Your assignment:
Retrieve every line of the data holding the word "busy".

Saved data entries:
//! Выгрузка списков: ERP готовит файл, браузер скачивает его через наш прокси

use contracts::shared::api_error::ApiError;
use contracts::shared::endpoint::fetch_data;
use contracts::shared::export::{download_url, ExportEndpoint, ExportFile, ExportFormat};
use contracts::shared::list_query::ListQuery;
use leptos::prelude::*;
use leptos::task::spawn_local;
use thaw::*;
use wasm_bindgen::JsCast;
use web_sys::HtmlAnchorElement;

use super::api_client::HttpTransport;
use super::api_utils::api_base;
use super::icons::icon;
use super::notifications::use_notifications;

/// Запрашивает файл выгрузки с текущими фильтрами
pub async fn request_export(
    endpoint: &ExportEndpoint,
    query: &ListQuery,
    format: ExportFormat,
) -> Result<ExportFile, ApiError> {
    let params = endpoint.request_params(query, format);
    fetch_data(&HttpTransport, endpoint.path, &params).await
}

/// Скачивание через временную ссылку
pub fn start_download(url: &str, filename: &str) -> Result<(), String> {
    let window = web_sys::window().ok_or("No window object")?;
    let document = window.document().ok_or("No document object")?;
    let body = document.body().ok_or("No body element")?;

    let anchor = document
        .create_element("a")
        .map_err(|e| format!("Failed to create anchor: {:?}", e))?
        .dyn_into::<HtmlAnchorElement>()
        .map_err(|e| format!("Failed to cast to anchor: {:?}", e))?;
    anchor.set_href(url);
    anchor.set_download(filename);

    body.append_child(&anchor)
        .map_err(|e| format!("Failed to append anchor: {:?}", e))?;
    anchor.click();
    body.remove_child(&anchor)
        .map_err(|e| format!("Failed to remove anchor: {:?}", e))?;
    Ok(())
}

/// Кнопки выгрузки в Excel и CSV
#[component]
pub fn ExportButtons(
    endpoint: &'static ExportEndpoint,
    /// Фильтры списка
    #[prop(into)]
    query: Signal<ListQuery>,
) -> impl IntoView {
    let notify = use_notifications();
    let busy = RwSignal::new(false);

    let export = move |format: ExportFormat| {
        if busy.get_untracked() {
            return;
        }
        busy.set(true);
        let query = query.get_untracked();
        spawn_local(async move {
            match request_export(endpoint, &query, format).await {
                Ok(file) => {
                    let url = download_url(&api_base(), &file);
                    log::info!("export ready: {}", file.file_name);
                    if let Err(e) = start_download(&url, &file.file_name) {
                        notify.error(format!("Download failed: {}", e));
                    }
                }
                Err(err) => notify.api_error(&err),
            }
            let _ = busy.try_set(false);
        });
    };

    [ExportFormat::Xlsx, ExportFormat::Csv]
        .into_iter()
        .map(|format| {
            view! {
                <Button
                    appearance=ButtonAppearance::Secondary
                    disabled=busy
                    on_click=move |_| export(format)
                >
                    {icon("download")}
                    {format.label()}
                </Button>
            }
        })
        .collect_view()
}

Output of the exercise:
    let busy = RwSignal::new(false);
        if busy.get_untracked() {
        busy.set(true);
            let _ = busy.try_set(false);
                    disabled=busy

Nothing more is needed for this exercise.